Gabriel Ray es miembro del Consejo Tribal de la Banda de Indios Pomo de Scotts Valley, una tribu sin tierra, y coordinador de la prevención del abuso de sustancias y del suicidio de la Nación Pomo de Pinoleville. Ray supo que la idea de caminar para sensibilizar sobre el suicidio había tocado la fibra de la gente cuando 137 personas participaron en el primer evento. Después de tomar todas las precauciones de acuerdo con las orientaciones de salud pública, el grupo tuvo su mayor participación el año pasado; los participantes caminaron alrededor de la plaza Alex Thomas de Ukiah hasta la medianoche.

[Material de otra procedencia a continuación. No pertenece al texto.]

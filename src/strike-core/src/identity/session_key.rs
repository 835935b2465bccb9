use crate::error::delegation::SessionKeyError;
use ic_agent::identity::BasicIdentity;
use ic_agent::Identity;
use ring::signature::Ed25519KeyPair;
use std::sync::Arc;

/// An Ed25519 key pair that a delegation chain authorises for a short while.
///
/// Every login generates a new one; keys are never reused across logins.
#[derive(Clone)]
pub struct SessionKey {
    pem: String,
    public_key: Vec<u8>,
    identity: Arc<BasicIdentity>,
}

impl std::fmt::Debug for SessionKey {
    fn fmt(&self, f: &mut std::fmt::Formatter<'_>) -> std::fmt::Result {
        f.debug_struct("SessionKey")
            .field("public_key", &hex::encode(&self.public_key))
            .finish_non_exhaustive()
    }
}

impl SessionKey {
    pub fn generate() -> Result<Self, SessionKeyError> {
        let rng = ring::rand::SystemRandom::new();
        let pkcs8 = Ed25519KeyPair::generate_pkcs8(&rng).map_err(SessionKeyError::GenerateFailed)?;
        let encoded = pem::encode(&pem::Pem {
            tag: "PRIVATE KEY".to_string(),
            contents: pkcs8.as_ref().to_vec(),
        });
        Self::from_pem(&encoded)
    }

    pub fn from_pem(pem: &str) -> Result<Self, SessionKeyError> {
        let identity = BasicIdentity::from_pem(pem.as_bytes()).map_err(SessionKeyError::LoadFailed)?;
        let public_key = identity
            .public_key()
            .ok_or(SessionKeyError::MissingPublicKey)?;
        Ok(SessionKey {
            pem: pem.to_string(),
            public_key,
            identity: Arc::new(identity),
        })
    }

    pub fn pem(&self) -> &str {
        &self.pem
    }

    /// DER-encoded public key, the form canisters expect as `session_key`.
    pub fn public_key(&self) -> &[u8] {
        &self.public_key
    }

    pub fn identity(&self) -> Arc<BasicIdentity> {
        self.identity.clone()
    }
}
//! Trust classification of actions and the pages they are reached through.
pub mod gate;
pub mod level;
pub mod registry;

pub use gate::{Disclaimer, ExtendedActionState, SecurityAssessment, SecurityGate};
pub use level::{check_security, ActionState, NormalizedSecurityLevel, SecurityLevel, Source};
pub use registry::{ActionsRegistry, TrustRegistry};
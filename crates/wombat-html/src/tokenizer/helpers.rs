//! Helper functions for the HTML tokenizer.
//!
//! [§ 13.2.5 Tokenization](https://html.spec.whatwg.org/multipage/parsing.html#tokenization)
//!
//! This module contains utility functions used throughout the tokenizer:
//! - State transitions ("Switch to", "Reconsume in")
//! - Input/character handling ("Consume the next input character")
//! - Text buffering and token emission ("Emit the current token")
//! - RCDATA/RAWTEXT helpers for raw text elements
//! - Attribute helpers for duplicate detection
//! - Error recording with line/column resolution

use super::character_reference::{decode_entities, is_noncharacter};
use super::core::{DoctypeId, Tokenizer, TokenizerState};
use super::token::Token;
use super::{TokenSink, TokenSinkResult};
use crate::error::ParseError;

// =============================================================================
// State Transition Helpers
// =============================================================================

impl<S: TokenSink> Tokenizer<S> {
    /// [§ 13.2.5 Tokenization](https://html.spec.whatwg.org/multipage/parsing.html#tokenization)
    ///
    /// "Switch to the X state"
    ///
    /// Transitions to a new state. The next character will be consumed on the
    /// next iteration of the main loop.
    pub(super) const fn switch_to(&mut self, new_state: TokenizerState) {
        self.state = new_state;
    }

    /// [§ 13.2.5 Tokenization](https://html.spec.whatwg.org/multipage/parsing.html#tokenization)
    ///
    /// "Reconsume in the X state"
    ///
    /// Transitions to a new state without consuming the current character.
    /// The same character will be processed again in the new state.
    pub(super) const fn reconsume_in(&mut self, new_state: TokenizerState) {
        self.reconsume = true;
        self.state = new_state;
    }
}
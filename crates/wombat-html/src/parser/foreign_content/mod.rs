//! Foreign content parsing support for SVG and MathML.
//!
//! [§ 13.2.6.3 Creating and inserting nodes](https://html.spec.whatwg.org/multipage/parsing.html#creating-and-inserting-nodes)
//! [§ 13.2.6.5 The rules for parsing tokens in foreign content](https://html.spec.whatwg.org/multipage/parsing.html#parsing-main-inforeign)

pub mod mathml;
pub mod svg;

pub use mathml::adjust_mathml_attributes;
pub use svg::{adjust_svg_attributes, adjust_svg_tag_name};

use wombat_dom::{AttributesMap, ElementData, Namespace};

/// [§ 13.2.6.5](https://html.spec.whatwg.org/multipage/parsing.html#parsing-main-inforeign)
///
/// "A start tag whose tag name is one of: "b", "big", "blockquote", "body",
/// "br", "center", "code", "dd", "div", "dl", "dt", "em", "embed", "h1", ...
/// Parse error. ... Pop an element from the stack of open elements. ..."
///
/// These HTML start tags break out of SVG or MathML. `font` only breaks out
/// when it carries `color`, `face` or `size`; see [`is_breakout_start_tag`].
const BREAKOUT_TAGS: &[&str] = &[
    "b", "big", "blockquote", "body", "br", "center", "code", "dd", "div", "dl", "dt", "em",
    "embed", "h1", "h2", "h3", "h4", "h5", "h6", "head", "hr", "i", "img", "li", "listing",
    "menu", "meta", "nobr", "ol", "p", "pre", "ruby", "s", "small", "span", "strong", "strike",
    "sub", "sup", "table", "tt", "u", "ul", "var",
];

/// Whether an HTML start tag inside foreign content closes the foreign
/// subtree.
#[must_use]
pub fn is_breakout_start_tag(name: &str, attrs: &AttributesMap) -> bool {
    BREAKOUT_TAGS.contains(&name)
        || (name == "font" && ["color", "face", "size"].iter().any(|a| attrs.contains_key(*a)))
}

/// [§ 13.2.6 MathML text integration point](https://html.spec.whatwg.org/multipage/parsing.html#mathml-text-integration-point)
///
/// "A node is a MathML text integration point if it is one of the following
/// elements: A MathML mi element, ... mo ... mn ... ms ... mtext"
#[must_use]
pub fn is_mathml_text_integration_point(element: &ElementData) -> bool {
    element.namespace == Namespace::MathMl
        && matches!(element.tag_name.as_str(), "mi" | "mo" | "mn" | "ms" | "mtext")
}

/// [§ 13.2.6 HTML integration point](https://html.spec.whatwg.org/multipage/parsing.html#html-integration-point)
///
/// "A MathML annotation-xml element whose start tag token had an attribute
/// with the name "encoding" whose value was an ASCII case-insensitive match
/// for the string "text/html" ... or "application/xhtml+xml"", and the SVG
/// `foreignObject`, `desc` and `title` elements.
#[must_use]
pub fn is_html_integration_point(element: &ElementData) -> bool {
    match element.namespace {
        Namespace::Svg => matches!(element.tag_name.as_str(), "foreignObject" | "desc" | "title"),
        Namespace::MathMl => {
            element.tag_name == "annotation-xml"
                && element.attrs.get("encoding").is_some_and(|encoding| {
                    encoding.eq_ignore_ascii_case("text/html")
                        || encoding.eq_ignore_ascii_case("application/xhtml+xml")
                })
        }
        Namespace::Html => false,
    }
}

/// [§ 13.2.4.2 The stack of open elements](https://html.spec.whatwg.org/multipage/parsing.html#has-an-element-in-scope)
///
/// The foreign elements that bound an element scope: "MathML mi, MathML mo,
/// MathML mn, MathML ms, MathML mtext, MathML annotation-xml, SVG
/// foreignObject, SVG desc, SVG title".
#[must_use]
pub fn is_foreign_scope_marker(element: &ElementData) -> bool {
    match element.namespace {
        Namespace::MathMl => {
            is_mathml_text_integration_point(element) || element.tag_name == "annotation-xml"
        }
        Namespace::Svg => matches!(element.tag_name.as_str(), "foreignObject" | "desc" | "title"),
        Namespace::Html => false,
    }
}

/// Tag name and attributes of a start tag inserted in `namespace`, with the
/// case adjustments that namespace requires.
#[must_use]
pub fn adjust_for_namespace(
    name: &str,
    attrs: AttributesMap,
    namespace: Namespace,
) -> (String, AttributesMap) {
    match namespace {
        Namespace::Svg => (
            adjust_svg_tag_name(name).to_string(),
            adjust_svg_attributes(attrs),
        ),
        Namespace::MathMl => (name.to_string(), adjust_mathml_attributes(attrs)),
        Namespace::Html => (name.to_string(), attrs),
    }
}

Quizá no sorprenda la reunión de un grupo numeroso para sensibilizar sobre la prevención del suicidio, dado el aumento de los suicidios en el condado en 2020, que contrasta con las tendencias nacionales. Jenine Miller, directora de los Servicios de Salud Mental y Recuperación (BHRS) del condado de Mendocino, no recuerda haber visto nunca unas cifras tan altas y correlaciona el aumento de los suicidios con la pandemia del COVID-19. “Los principales factores de estrés de la vida nos golpearon todos a la vez”, dice Miller. “Nuestro mundo se puso patas arriba y [el condado de Mendocino] vio un aumento de los suicidios… de la soledad, el aislamiento y la depresión”.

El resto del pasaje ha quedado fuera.